Machine Learning	Deep Learning
Inverse Logit	Sigmoid

\[ \|x\|_2^2 = x^Tx = \sum_i |x_i|^2 \]

Machine Learning	Deep Learning
Ridge	Weight Decay

\[ \hat{y} = \hat{f}(\tilde{x}) \]

Machine Learning	Deep Learning
Prediction	Inference

\[ y = f(x) \]

Machine Learning

x_train <- build.x(modelFormula, data=data,
                   contrasts=FALSE, sparse=TRUE)
y_train <- build.y(modelFormula, data=data) %>% as.integer() - 1

x_val <- build.x(modelFormula, data=validate,
                   contrasts=FALSE, sparse=TRUE)
y_val <- build.y(modelFormula, data=validate) %>% as.integer() - 1

mod_glmnet <- cv.glmnet(x=x_train, y=y_train, family='binomial', nfolds=10)

coefpath(mod_glmnet)

coefplot(mod_glmnet, lambda='lambda.min', sort='magnitude')

xg_train <- xgb.DMatrix(data=x_train, label=y_train)
xg_val <- xgb.DMatrix(data=x_val, label=y_val)

model_xgboost <- xgb.train(
    data=xg_train,
    booster='gbtree', objective='binary:logistic',
    nrounds=500, 
    watchlist=c(train=xg_train, validate=xg_val),
    early_stopping_rounds=50, verbose=FALSE
)

xgb.plot.importance(xgb.importance(model_xgboost, feature_names=colnames(xg_train)))

xgb.plot.multi.trees(model_xgboost, feature_names=colnames(xg_train))

caret_glmnet <- train(modelFormula,
                      data=data,
                      method="glmnet",
                      trControl=controls)

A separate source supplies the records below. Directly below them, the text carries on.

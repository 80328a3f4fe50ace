//! The Hue provider.

use std::sync::Arc;

use serde_json::Value;
use tokio::sync::{watch, RwLock};
use tracing::{debug, error, info, instrument, warn};

use crate::auth::{
    BridgeAuthenticator, BridgeCredentials, BridgeDiscovery, CredentialAcquirer, CredentialStore,
    NetworkDiscovery, PairingClient,
};
use crate::config::{ProviderConfig, PROVIDER_TYPE_NAME};
use crate::data_sources::{self, DataSource};
use crate::error::ProviderError;
use crate::functions::{self, Function};
use crate::hue::{HueApi, HueClient};
use crate::logging::mask;
use crate::resources::{self, Resource};
use crate::schema::{Diagnostic, ProviderSchema};
use crate::service::ProviderService;
use crate::types::PlanResult;
use crate::validation::{validate, validate_arguments};

/// Builds the bridge client once credentials are known.
pub type ClientFactory =
    Arc<dyn Fn(&BridgeCredentials) -> Result<Arc<dyn HueApi>, ProviderError> + Send + Sync>;

/// Provider managing rooms and lights on a Philips Hue bridge.
pub struct HueProvider {
    resources: Vec<Box<dyn Resource>>,
    data_sources: Vec<Box<dyn DataSource>>,
    functions: Vec<Box<dyn Function>>,
    store: CredentialStore,
    discovery: Arc<dyn BridgeDiscovery>,
    pairing: Arc<dyn PairingClient>,
    client_factory: ClientFactory,
    client: RwLock<Option<Arc<dyn HueApi>>>,
    credentials: RwLock<Option<BridgeCredentials>>,
    stop: watch::Sender<bool>,
}

impl HueProvider {
    /// Provider talking to a real bridge, with credentials cached in the
    /// user's home directory.
    pub fn new() -> Result<Self, ProviderError> {
        let factory: ClientFactory = Arc::new(
            |creds: &BridgeCredentials| -> Result<Arc<dyn HueApi>, ProviderError> {
                Ok(Arc::new(HueClient::new(creds)?))
            },
        );
        Ok(Self::with_parts(
            CredentialStore::new(),
            Arc::new(NetworkDiscovery::new()?),
            Arc::new(BridgeAuthenticator::new()?),
            factory,
        ))
    }

    /// Provider assembled from explicit parts.
    pub fn with_parts(
        store: CredentialStore,
        discovery: Arc<dyn BridgeDiscovery>,
        pairing: Arc<dyn PairingClient>,
        client_factory: ClientFactory,
    ) -> Self {
        let (stop, _) = watch::channel(false);
        Self {
            resources: resources::all(),
            data_sources: data_sources::all(),
            functions: functions::all(),
            store,
            discovery,
            pairing,
            client_factory,
            client: RwLock::new(None),
            credentials: RwLock::new(None),
            stop,
        }
    }

    /// Credentials from the last successful `configure`.
    pub async fn credentials(&self) -> Option<BridgeCredentials> {
        self.credentials.read().await.clone()
    }

    async fn client(&self) -> Result<Arc<dyn HueApi>, ProviderError> {
        self.client
            .read()
            .await
            .clone()
            .ok_or_else(|| ProviderError::Configuration("client is nil".to_string()))
    }

    fn resource(&self, type_name: &str) -> Result<&dyn Resource, ProviderError> {
        self.resources
            .iter()
            .find(|r| r.type_name() == type_name)
            .map(|r| r.as_ref())
            .ok_or_else(|| ProviderError::UnknownResource(type_name.to_string()))
    }

    fn data_source(&self, type_name: &str) -> Result<&dyn DataSource, ProviderError> {
        self.data_sources
            .iter()
            .find(|d| d.type_name() == type_name)
            .map(|d| d.as_ref())
            .ok_or_else(|| ProviderError::UnknownResource(type_name.to_string()))
    }

    fn function(&self, name: &str) -> Result<&dyn Function, ProviderError> {
        self.functions
            .iter()
            .find(|f| f.name() == name)
            .map(|f| f.as_ref())
            .ok_or_else(|| ProviderError::UnknownResource(format!("Unknown function: {}", name)))
    }
}

#[async_trait::async_trait]
impl ProviderService for HueProvider {
    fn type_name(&self) -> String {
        PROVIDER_TYPE_NAME.to_string()
    }

    fn schema(&self) -> ProviderSchema {
        let schema = ProviderSchema::new().with_provider_config(ProviderConfig::schema());
        let schema = self
            .resources
            .iter()
            .fold(schema, |s, r| s.with_resource(r.type_name(), r.schema()));
        let schema = self
            .data_sources
            .iter()
            .fold(schema, |s, d| s.with_data_source(d.type_name(), d.schema()));
        self.functions
            .iter()
            .fold(schema, |s, f| s.with_function(f.name(), f.definition()))
    }

    async fn validate_provider_config(&self, config: Value) -> Result<Vec<Diagnostic>, ProviderError> {
        Ok(validate(&ProviderConfig::schema(), &config))
    }

    #[instrument(skip_all)]
    async fn configure(&self, config: Value) -> Result<Vec<Diagnostic>, ProviderError> {
        let config = match ProviderConfig::from_value(config) {
            Ok(config) => config,
            Err(err) => {
                return Ok(vec![ProviderError::from(err)
                    .to_diagnostic("invalid provider configuration")])
            }
        };

        let acquirer = CredentialAcquirer::new(
            self.store.clone(),
            self.discovery.clone(),
            self.pairing.clone(),
            self.stop.subscribe(),
        );
        let creds = match acquirer.acquire(&config).await {
            Ok(creds) => creds,
            Err(err) => {
                error!(error = %err, "Credential acquisition failed");
                return Ok(vec![
                    ProviderError::from(err).to_diagnostic("failed to get auth config")
                ]);
            }
        };

        info!(
            bridge_ip = %creds.bridge_address,
            api_key = %mask(&creds.api_key),
            "Configuring Hue Bridge client"
        );

        let client = match (self.client_factory)(&creds) {
            Ok(client) => client,
            Err(err) => return Ok(vec![err.to_diagnostic("failed to create Hue client")]),
        };
        *self.client.write().await = Some(client);
        *self.credentials.write().await = Some(creds);

        Ok(vec![])
    }

    async fn stop(&self) -> Result<(), ProviderError> {
        info!("Stopping provider");
        self.stop.send_replace(true);
        Ok(())
    }

    async fn validate_resource_config(
        &self,
        resource_type: &str,
        config: Value,
    ) -> Result<Vec<Diagnostic>, ProviderError> {
        let resource = self.resource(resource_type)?;
        let mut diagnostics = validate(&resource.schema(), &config);
        diagnostics.extend(resource.validate(&config));
        Ok(diagnostics)
    }

    #[instrument(skip(self, prior_state, proposed_state, _config))]
    async fn plan(
        &self,
        resource_type: &str,
        prior_state: Option<Value>,
        proposed_state: Value,
        _config: Value,
    ) -> Result<PlanResult, ProviderError> {
        let resource = self.resource(resource_type)?;
        let plan = resources::plan(&resource.schema(), prior_state.as_ref(), proposed_state)?;
        debug!(
            changes = plan.changes.len(),
            requires_replace = plan.requires_replace,
            "Planned"
        );
        Ok(plan)
    }

    #[instrument(skip(self, planned_state))]
    async fn create(&self, resource_type: &str, planned_state: Value) -> Result<Value, ProviderError> {
        let resource = self.resource(resource_type)?;
        let client = self.client().await?;
        resource.create(client.as_ref(), planned_state).await
    }

    #[instrument(skip(self, current_state))]
    async fn read(&self, resource_type: &str, current_state: Value) -> Result<Value, ProviderError> {
        let resource = self.resource(resource_type)?;
        let client = self.client().await?;
        resource.read(client.as_ref(), current_state).await
    }

    #[instrument(skip(self, prior_state, planned_state))]
    async fn update(
        &self,
        resource_type: &str,
        prior_state: Value,
        planned_state: Value,
    ) -> Result<Value, ProviderError> {
        let resource = self.resource(resource_type)?;
        let client = self.client().await?;
        resource.update(client.as_ref(), prior_state, planned_state).await
    }

    #[instrument(skip(self, current_state))]
    async fn delete(&self, resource_type: &str, current_state: Value) -> Result<(), ProviderError> {
        let resource = self.resource(resource_type)?;
        let client = self.client().await?;
        resource.delete(client.as_ref(), current_state).await
    }

    async fn validate_data_source_config(
        &self,
        data_source_type: &str,
        config: Value,
    ) -> Result<Vec<Diagnostic>, ProviderError> {
        let data_source = self.data_source(data_source_type)?;
        Ok(validate(&data_source.schema(), &config))
    }

    #[instrument(skip(self, config))]
    async fn read_data_source(
        &self,
        data_source_type: &str,
        config: Value,
    ) -> Result<Value, ProviderError> {
        let data_source = self.data_source(data_source_type)?;
        let client = self.client().await?;
        data_source.read(client.as_ref(), config).await
    }

    #[instrument(skip(self, args))]
    async fn call_function(&self, name: &str, args: Vec<Value>) -> Result<Value, ProviderError> {
        let function = self.function(name)?;
        let diagnostics = validate_arguments(&function.definition(), &args);
        if !diagnostics.is_empty() {
            let summaries: Vec<_> = diagnostics.into_iter().map(|d| d.summary).collect();
            warn!(errors = summaries.len(), "Rejected function arguments");
            return Err(ProviderError::Validation(summaries.join("; ")));
        }
        function.call(&args)
    }
}

#[cfg(test)]
mod tests {
    use super::*;
    use crate::auth::Environment;
    use crate::config::CACHE_FILE_NAME;
    use crate::testing::{
        assert_error_contains, assert_has_errors, assert_no_errors, FakeBridge, ScriptedPairing,
        StaticDiscovery,
    };
    use serde_json::json;
    use std::collections::HashMap;
    use std::time::Duration;
    use tempfile::TempDir;

    struct Setup {
        _dir: TempDir,
        bridge: Arc<FakeBridge>,
        pairing: Arc<ScriptedPairing>,
        provider: Arc<HueProvider>,
    }

    fn setup(pairing: ScriptedPairing) -> Setup {
        let dir = TempDir::new().unwrap();
        let store = CredentialStore::new()
            .with_cache_path(dir.path().join(CACHE_FILE_NAME))
            .with_environment(Environment::Fixed(HashMap::new()));
        let bridge = Arc::new(FakeBridge::new().with_light("l1", "Desk", false));
        let pairing = Arc::new(pairing);
        let provider = HueProvider::with_parts(
            store,
            Arc::new(StaticDiscovery::found("10.0.0.9")),
            pairing.clone(),
            FakeBridge::factory(&bridge),
        );
        Setup {
            _dir: dir,
            bridge,
            pairing,
            provider: Arc::new(provider),
        }
    }

    #[tokio::test]
    async fn test_metadata_lists_registrations() {
        let s = setup(ScriptedPairing::issuing("k"));
        let metadata = s.provider.metadata();

        assert_eq!(metadata.type_name, "openhue");
        assert_eq!(metadata.resources, vec!["openhue_light", "openhue_room"]);
        assert_eq!(metadata.data_sources, vec!["openhue_light"]);
        assert_eq!(metadata.functions, vec!["hextod65"]);
    }

    #[tokio::test]
    async fn test_crud_before_configure_fails() {
        let s = setup(ScriptedPairing::issuing("k"));
        let err = s
            .provider
            .read("openhue_light", json!({"id": "l1", "name": "Desk"}))
            .await
            .unwrap_err();
        assert_eq!(err.message(), "client is nil");
    }

    #[tokio::test]
    async fn test_configure_with_explicit_credentials() {
        let s = setup(ScriptedPairing::issuing("unused"));
        let diagnostics = s
            .provider
            .configure(json!({"bridge_ip": "192.168.1.3", "bridge_api_key": "abc"}))
            .await
            .unwrap();
        assert_no_errors(&diagnostics);

        assert_eq!(
            s.provider.credentials().await,
            Some(BridgeCredentials::new("192.168.1.3", "abc"))
        );
        assert_eq!(s.pairing.calls(), 0);

        let state = s
            .provider
            .read("openhue_light", json!({"id": "l1", "name": "Desk"}))
            .await
            .unwrap();
        assert_eq!(state["name"], "Desk");
        assert_eq!(s.bridge.light_count(), 1);
    }

    #[tokio::test(start_paused = true)]
    async fn test_configure_pairing_failure_reports_auth_diagnostic() {
        let s = setup(ScriptedPairing::new(vec![Err(
            crate::auth::PairingAttemptError::Rejected("bridge error 7: invalid value".into()),
        )]));

        let diagnostics = s.provider.configure(json!({})).await.unwrap();
        assert_has_errors(&diagnostics);
        assert_error_contains(&diagnostics, "failed to get auth config");
        assert!(diagnostics[0]
            .detail
            .as_deref()
            .unwrap()
            .contains("invalid value"));
    }

    #[tokio::test(start_paused = true)]
    async fn test_stop_cancels_pairing() {
        let s = setup(ScriptedPairing::new(vec![]));
        let provider = s.provider.clone();
        let configure = tokio::spawn(async move { provider.configure(json!({})).await });

        tokio::time::sleep(Duration::from_secs(2)).await;
        s.provider.stop().await.unwrap();

        let diagnostics = configure.await.unwrap().unwrap();
        assert_eq!(diagnostics.len(), 1);
        assert_eq!(
            diagnostics[0].detail.as_deref(),
            Some("pairing with Hue Bridge was cancelled")
        );
        assert!(s.provider.credentials().await.is_none());
    }

    #[tokio::test]
    async fn test_configure_rejects_bad_config_shape() {
        let s = setup(ScriptedPairing::issuing("k"));
        let diagnostics = s.provider.configure(json!({"cache": "yes"})).await.unwrap();
        assert_error_contains(&diagnostics, "invalid provider configuration");
    }

    #[tokio::test]
    async fn test_validate_resource_config() {
        let s = setup(ScriptedPairing::issuing("k"));

        let ok = s
            .provider
            .validate_resource_config("openhue_room", json!({"name": "Den", "archetype": "lounge"}))
            .await
            .unwrap();
        assert_no_errors(&ok);

        let bad = s
            .provider
            .validate_resource_config("openhue_room", json!({"name": "Den", "archetype": "cave"}))
            .await
            .unwrap();
        assert_error_contains(&bad, "invalid archetype cave");

        let err = s
            .provider
            .validate_resource_config("openhue_scene", json!({}))
            .await
            .unwrap_err();
        assert!(matches!(err, ProviderError::UnknownResource(_)));
    }

    #[tokio::test]
    async fn test_call_function() {
        let s = setup(ScriptedPairing::issuing("k"));

        let value = s
            .provider
            .call_function("hextod65", vec![json!("#ff0000")])
            .await
            .unwrap();
        assert!(value["x"].as_f64().unwrap() > 0.6);

        let err = s.provider.call_function("hextod65", vec![]).await.unwrap_err();
        assert_eq!(err.message(), "Expected 1 argument(s), got 0");

        let err = s
            .provider
            .call_function("rgb", vec![json!("#fff")])
            .await
            .unwrap_err();
        assert!(matches!(err, ProviderError::UnknownResource(_)));
    }
}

caret_xgboost <- train(modelFormula,
                       data=data,
                       method="xgbTree",
                       trControl=controls)

Deep Learning

Extreme Non-Linear Modeling

x_train <- build.x(modelFormula, data=data,
                   contrasts=FALSE, sparse=FALSE)
y_train <- build.y(modelFormula, data=data) %>% as.integer() - 1

x_val <- build.x(modelFormula, data=validate,
                   contrasts=FALSE, sparse=FALSE)
y_val <- build.y(modelFormula, data=validate) %>% as.integer() - 1

net_mxnet <- mx.symbol.Variable('data') %>%
    # drop out 20% of predictors
    mx.symbol.Dropout(p=0.2, name='Predictor_Dropout') %>%
    # a fully connected layer with 256 units
    mx.symbol.FullyConnected(num_hidden=256, name='fc_1') %>%
    # use the rectified linear unit (relu) for the activation function
    mx.symbol.Activation(act_type='relu', name='relu_1') %>%
    # drop out 50% of the units
    mx.symbol.Dropout(p=0.5, name='dropout_1') %>%
    # a fully connected layer with 128 units
    mx.symbol.FullyConnected(num_hidden=128, name='fc_2') %>%
    # use the rectified linear unit (relu) for the activation function
    mx.symbol.Activation(act_type='relu', name='relu_2') %>%
    # drop out 50% of the units
    mx.symbol.Dropout(p=0.5, name='dropout_2') %>%
    # fully connect to the output layer which has just the 1 unit
    mx.symbol.FullyConnected(num_hidden=1, name='out') %>%
    # use the sigmoid output
    mx.symbol.LogisticRegressionOutput(name='output')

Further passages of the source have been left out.